● **Collected data entries**
---*---

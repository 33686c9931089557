//! Server Supervisor: the accept loop, optional PROXY v1 preamble
//! consumption, implicit/STARTTLS TLS orchestration via SNI, the live
//! connection set with its `max_clients` admission limit, and the two-phase
//! graceful close.
//!
//! Owning the accept loop inside the library (rather than leaving it to a
//! demo binary to drive one already-accepted socket at a time) means every
//! embedder gets PROXY support, SNI cert selection, and graceful shutdown
//! for free instead of reimplementing them.

use std::collections::{HashMap, HashSet};
use std::net::SocketAddr;
use std::sync::{Arc, RwLock};
use std::time::Duration;

use tokio::io::{AsyncBufRead, AsyncBufReadExt, AsyncWriteExt, BufReader};
use tokio::net::{TcpListener, TcpStream};
use tokio::sync::mpsc;
use tokio_rustls::rustls::server::{ClientHello, ResolvesServerCert};
use tokio_rustls::rustls::sign::CertifiedKey;
use tokio_rustls::rustls::ServerConfig as RustlsServerConfig;
use tokio_rustls::TlsAcceptor;
use tokio_util::sync::CancellationToken;

use crate::config::Config;
use crate::error::ServerError;
use crate::proxy;
use crate::reply::Reply;
use crate::server::{Connection, ConnectionExit, Handler};
use crate::session::{Session, TlsInfo};

/// One SNI entry: a certificate chain and private key in PEM, keyed by the
/// servername clients present (lowercased), or `"*"` for the default
/// selected when no name matches.
#[derive(Clone)]
pub struct TlsMaterial {
    pub server_name: String,
    pub cert_chain_pem: Vec<u8>,
    pub private_key_pem: Vec<u8>,
}

impl TlsMaterial {
    pub fn default_context(cert_chain_pem: Vec<u8>, private_key_pem: Vec<u8>) -> Self {
        TlsMaterial {
            server_name: "*".into(),
            cert_chain_pem,
            private_key_pem,
        }
    }
}

fn load_certified_key(material: &TlsMaterial) -> Result<CertifiedKey, ServerError> {
    let certs = rustls_pemfile::certs(&mut &material.cert_chain_pem[..])
        .collect::<Result<Vec<_>, _>>()
        .map_err(ServerError::Io)?;
    let key = rustls_pemfile::private_key(&mut &material.private_key_pem[..])
        .map_err(ServerError::Io)?
        .ok_or_else(|| ServerError::Io(std::io::Error::new(std::io::ErrorKind::InvalidData, "no private key in PEM material")))?;
    let signing_key = tokio_rustls::rustls::crypto::ring::sign::any_supported_type(&key)
        .map_err(|e| ServerError::Io(std::io::Error::new(std::io::ErrorKind::InvalidData, e.to_string())))?;
    Ok(CertifiedKey::new(certs, signing_key))
}

/// Resolves a certificate by SNI servername, falling back to `"*"`. The map
/// swaps as a whole under `update_secure_context` ; the `Arc<RustlsServerConfig>` built around
/// this resolver is handed out once and never rebuilt, so in-flight
/// handshakes are never disturbed by a later update.
struct SniResolver {
    by_name: RwLock<HashMap<String, Arc<CertifiedKey>>>,
}

impl std::fmt::Debug for SniResolver {
    fn fmt(&self, f: &mut std::fmt::Formatter<'_>) -> std::fmt::Result {
        f.debug_struct("SniResolver").finish_non_exhaustive()
    }
}

impl ResolvesServerCert for SniResolver {
    fn resolve(&self, hello: ClientHello<'_>) -> Option<Arc<CertifiedKey>> {
        let by_name = self.by_name.read().ok()?;
        let requested = hello.server_name().map(|s| s.to_ascii_lowercase());
        requested.as_deref().and_then(|n| by_name.get(n)).or_else(|| by_name.get("*")).cloned()
    }
}

/// The per-connection collaborator factory: builds one `Handler` for
/// each accepted session. Any `Fn(&Session) -> H` closure implements this
/// automatically.
pub trait HandlerFactory: Send + Sync + 'static {
    type Handler: Handler + Send + 'static;

    fn build(&self, session: &Session) -> Self::Handler;
}

impl<H, F> HandlerFactory for F
where
    F: Fn(&Session) -> H + Send + Sync + 'static,
    H: Handler + Send + 'static,
{
    type Handler = H;

    fn build(&self, session: &Session) -> H {
        (self)(session)
    }
}

struct ServerInner<F> {
    config: Config,
    factory: F,
    resolver: Arc<SniResolver>,
    tls_acceptor: TlsAcceptor,
    live: std::sync::Mutex<HashSet<String>>,
}

/// An embeddable SMTP/LMTP listener. Cheap to clone; every clone
/// shares the same live-connection set and secure-context map.
pub struct Server<F> {
    inner: Arc<ServerInner<F>>,
}

impl<F> Clone for Server<F> {
    fn clone(&self) -> Self {
        Server { inner: self.inner.clone() }
    }
}

impl<F> Server<F>
where
    F: HandlerFactory,
{
    pub fn new(config: Config, factory: F) -> Self {
        let resolver = Arc::new(SniResolver {
            by_name: RwLock::new(HashMap::new()),
        });
        let tls_config = RustlsServerConfig::builder()
            .with_no_client_auth()
            .with_cert_resolver(resolver.clone());

        Server {
            inner: Arc::new(ServerInner {
                config,
                factory,
                tls_acceptor: TlsAcceptor::from(Arc::new(tls_config)),
                resolver,
                live: std::sync::Mutex::new(HashSet::new()),
            }),
        }
    }

    /// Atomically replace the SNI certificate map. Connections already past
    /// their handshake keep using the `CertifiedKey` they resolved;
    /// everything after this call sees the new set.
    pub fn update_secure_context(&self, materials: &[TlsMaterial]) -> Result<(), ServerError> {
        let mut built = HashMap::with_capacity(materials.len());
        for material in materials {
            built.insert(material.server_name.to_ascii_lowercase(), Arc::new(load_certified_key(material)?));
        }
        let mut guard = self
            .inner
            .resolver
            .by_name
            .write()
            .map_err(|_| ServerError::Io(std::io::Error::new(std::io::ErrorKind::Other, "secure context lock poisoned")))?;
        *guard = built;
        Ok(())
    }

    /// Start the accept loop on an already-bound listener. Returns
    /// immediately with a [`ServerHandle`] that drives graceful shutdown and
    /// surfaces listener-level errors.
    pub fn listen(&self, listener: TcpListener) -> ServerHandle {
        let stop = CancellationToken::new();
        let force_close = CancellationToken::new();
        let (error_tx, error_rx) = mpsc::unbounded_channel();

        let inner = self.inner.clone();
        let accept_stop = stop.clone();
        let accept_force = force_close.clone();
        let task = tokio::spawn(accept_loop(inner, listener, accept_stop, accept_force, error_tx));

        let live: Arc<dyn LiveSet> = self.inner.clone();

        ServerHandle {
            stop,
            force_close,
            live,
            close_timeout: self.inner.config.close_timeout,
            accept_task: task,
            errors: error_rx,
        }
    }
}

/// Narrow view of [`ServerInner`] the [`ServerHandle`] needs, so the handle
/// doesn't have to carry `F` as a type parameter.
trait LiveSet: Send + Sync {
    fn is_empty(&self) -> bool;
}

impl<F: Send + Sync> LiveSet for ServerInner<F> {
    fn is_empty(&self) -> bool {
        self.live.lock().map(|set| set.is_empty()).unwrap_or(true)
    }
}

/// Handle returned by [`Server::listen`]; owns the accept loop's shutdown
/// signalling and error channel.
pub struct ServerHandle {
    stop: CancellationToken,
    force_close: CancellationToken,
    live: Arc<dyn LiveSet>,
    close_timeout: Duration,
    accept_task: tokio::task::JoinHandle<()>,
    errors: mpsc::UnboundedReceiver<ServerError>,
}

impl ServerHandle {
    /// Two-phase graceful close: stop accepting immediately, wait up
    /// to `close_timeout` for connections to finish on their own, then send
    /// `421` to whatever remains and force them closed.
    pub async fn close(mut self) {
        self.stop.cancel();

        let deadline = tokio::time::Instant::now() + self.close_timeout;
        while !self.live.is_empty() && tokio::time::Instant::now() < deadline {
            tokio::time::sleep(Duration::from_millis(50)).await;
        }

        self.force_close.cancel();
        let _ = (&mut self.accept_task).await;
    }

    /// Listener-level errors (accept failures) the host application may
    /// want to log or alert on.
    pub fn errors(&mut self) -> &mut mpsc::UnboundedReceiver<ServerError> {
        &mut self.errors
    }
}

async fn accept_loop<F>(
    server: Arc<ServerInner<F>>,
    listener: TcpListener,
    stop: CancellationToken,
    force_close: CancellationToken,
    errors: mpsc::UnboundedSender<ServerError>,
) where
    F: HandlerFactory,
{
    loop {
        let (socket, peer) = tokio::select! {
            biased;
            _ = stop.cancelled() => {
                tracing::info!("accept loop stopping");
                break;
            }
            accepted = listener.accept() => match accepted {
                Ok(pair) => pair,
                Err(e) => {
                    let _ = errors.send(ServerError::Io(e));
                    continue;
                }
            },
        };

        if server.config.ignored_hosts.contains(&peer.ip()) {
            tracing::debug!(%peer, "dropping connection from ignored host");
            drop(socket);
            continue;
        }

        let admitted = {
            let mut live = server.live.lock().unwrap();
            if live.len() >= server.config.max_clients {
                false
            } else {
                live.insert(peer.to_string());
                true
            }
        };

        if !admitted {
            tokio::spawn(reject_too_many(socket));
            continue;
        }

        let server = server.clone();
        let force_close = force_close.clone();
        tokio::spawn(async move {
            let _guard = LiveGuard {
                live: server.clone(),
                key: peer.to_string(),
            };
            if let Err(e) = handle_connection(&server, socket, peer, force_close).await {
                tracing::warn!(%peer, error = %e, "connection ended with error");
            }
        });
    }
}

struct LiveGuard<F> {
    live: Arc<ServerInner<F>>,
    key: String,
}

impl<F> Drop for LiveGuard<F> {
    fn drop(&mut self) {
        self.live.live.lock().unwrap().remove(&self.key);
    }
}

async fn reject_too_many(mut socket: TcpStream) {
    let _ = socket.write_all(Reply::too_many_clients().to_string().as_bytes()).await;
    let _ = socket.shutdown().await;
}

/// Consume a single `PROXY TCP4|TCP6 <src> <dst> <sport> <dport>\n` preamble
/// line, if the caller determined one is expected, generic over whatever
/// buffered stream it's reading (a raw socket for plaintext/`needs_upgrade`,
/// a TLS stream for implicit TLS).
async fn read_proxy_preamble<R>(reader: &mut R) -> Result<(std::net::IpAddr, u16), ServerError>
where
    R: AsyncBufRead + Unpin,
{
    let mut line = Vec::new();
    reader.read_until(b'\n', &mut line).await?;
    let text = String::from_utf8_lossy(&line);
    let header = proxy::parse_proxy_line(text.trim_end())?;
    Ok((header.source_addr, header.source_port))
}

/// One accepted connection end to end: PROXY strip, TLS orchestration
/// , the STARTTLS re-entry loop, and building the
/// per-connection `Session`/`Handler` pair.
///
/// TLS orchestration has three modes: plain (STARTTLS optional, per
/// `hide_starttls`), implicit `secure` (the raw socket is wrapped in TLS
/// before a single plaintext byte is read), and `secure` with
/// `needs_upgrade` (for intermediated proxies that speak the PROXY preamble
/// in cleartext ahead of the real client's TLS session: the preamble is
/// consumed first, then the handshake happens immediately after, still
/// strictly before the greeting).
async fn handle_connection<F>(server: &Arc<ServerInner<F>>, socket: TcpStream, peer: SocketAddr, force_close: CancellationToken) -> Result<(), ServerError>
where
    F: HandlerFactory,
{
    let local = socket.local_addr()?;

    if server.config.secure && !server.config.needs_upgrade {
        let tls_stream = server.tls_acceptor.accept(socket).await.map_err(|e| ServerError::Io(e.into()))?;
        let tls_info = extract_tls_info(&tls_stream);
        let mut reader = BufReader::new(tls_stream);

        let remote = if server.config.expects_proxy(peer.ip()) {
            read_proxy_preamble(&mut reader).await?
        } else {
            (peer.ip(), peer.port())
        };

        let session = Session::new(local.ip(), local.port(), remote.0, remote.1, server.config.lmtp);
        let mut handler = server.factory.build(&session);
        let mut conn = Connection::new(&server.config, &mut handler, session);
        conn.set_shutdown(force_close);
        conn.mark_secure(tls_info);
        conn.notify_secure().await;
        return match conn.serve(reader).await? {
            ConnectionExit::Done => Ok(()),
            ConnectionExit::StartTls(_) => unreachable!("STARTTLS cannot be issued on an already-secure session"),
        };
    }

    let mut reader = BufReader::new(socket);
    let remote = if server.config.expects_proxy(peer.ip()) {
        read_proxy_preamble(&mut reader).await?
    } else {
        (peer.ip(), peer.port())
    };

    let session = Session::new(local.ip(), local.port(), remote.0, remote.1, server.config.lmtp);
    let mut handler = server.factory.build(&session);
    let mut conn = Connection::new(&server.config, &mut handler, session);
    conn.set_shutdown(force_close.clone());

    if server.config.secure {
        // needs_upgrade: the PROXY preamble, if any, is already behind us in
        // plaintext; upgrade now, before the greeting.
        let tls_stream = server.tls_acceptor.accept(reader).await.map_err(|e| ServerError::Io(e.into()))?;
        conn.mark_secure(extract_tls_info(&tls_stream));
        conn.notify_secure().await;
        match conn.serve(tls_stream).await? {
            ConnectionExit::Done => Ok(()),
            ConnectionExit::StartTls(_) => unreachable!("STARTTLS cannot be issued on an already-secure session"),
        }
    } else {
        match conn.serve(reader).await? {
            ConnectionExit::Done => Ok(()),
            ConnectionExit::StartTls(plain) => {
                let tls_stream = server.tls_acceptor.accept(plain).await.map_err(|e| ServerError::Io(e.into()))?;
                conn.mark_secure(extract_tls_info(&tls_stream));
                conn.notify_secure().await;
                conn.set_shutdown(force_close);
                match conn.serve(tls_stream).await? {
                    ConnectionExit::Done => Ok(()),
                    ConnectionExit::StartTls(_) => unreachable!("STARTTLS cannot be issued on an already-secure session"),
                }
            }
        }
    }
}

fn extract_tls_info<S>(tls_stream: &tokio_rustls::server::TlsStream<S>) -> TlsInfo {
    let (_, conn) = tls_stream.get_ref();
    TlsInfo {
        protocol_version: conn.protocol_version().map(|v| format!("{v:?}")).unwrap_or_else(|| "unknown".into()),
        cipher_suite: conn.negotiated_cipher_suite().map(|c| format!("{:?}", c.suite())).unwrap_or_else(|| "unknown".into()),
    }
}

#[cfg(test)]
mod tests {
    use super::*;

    #[test]
    fn default_context_uses_wildcard_name() {
        let m = TlsMaterial::default_context(vec![1], vec![2]);
        assert_eq!(m.server_name, "*");
    }
}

---*---

● **ACTION ITEM**
Would you print, exactly as written, every line above from the one holding "a whole under" through the one holding "The per-connection collaborator", with both included and no other lines?

● **OUTPUT FOR THIS TASK**
/// swaps as a whole under `update_secure_context` ; the `Arc<RustlsServerConfig>` built around
/// this resolver is handed out once and never rebuilt, so in-flight
/// handshakes are never disturbed by a later update.
struct SniResolver {
    by_name: RwLock<HashMap<String, Arc<CertifiedKey>>>,
}

impl std::fmt::Debug for SniResolver {
    fn fmt(&self, f: &mut std::fmt::Formatter<'_>) -> std::fmt::Result {
        f.debug_struct("SniResolver").finish_non_exhaustive()
    }
}

impl ResolvesServerCert for SniResolver {
    fn resolve(&self, hello: ClientHello<'_>) -> Option<Arc<CertifiedKey>> {
        let by_name = self.by_name.read().ok()?;
        let requested = hello.server_name().map(|s| s.to_ascii_lowercase());
        requested.as_deref().and_then(|n| by_name.get(n)).or_else(|| by_name.get("*")).cloned()
    }
}

/// The per-connection collaborator factory: builds one `Handler` for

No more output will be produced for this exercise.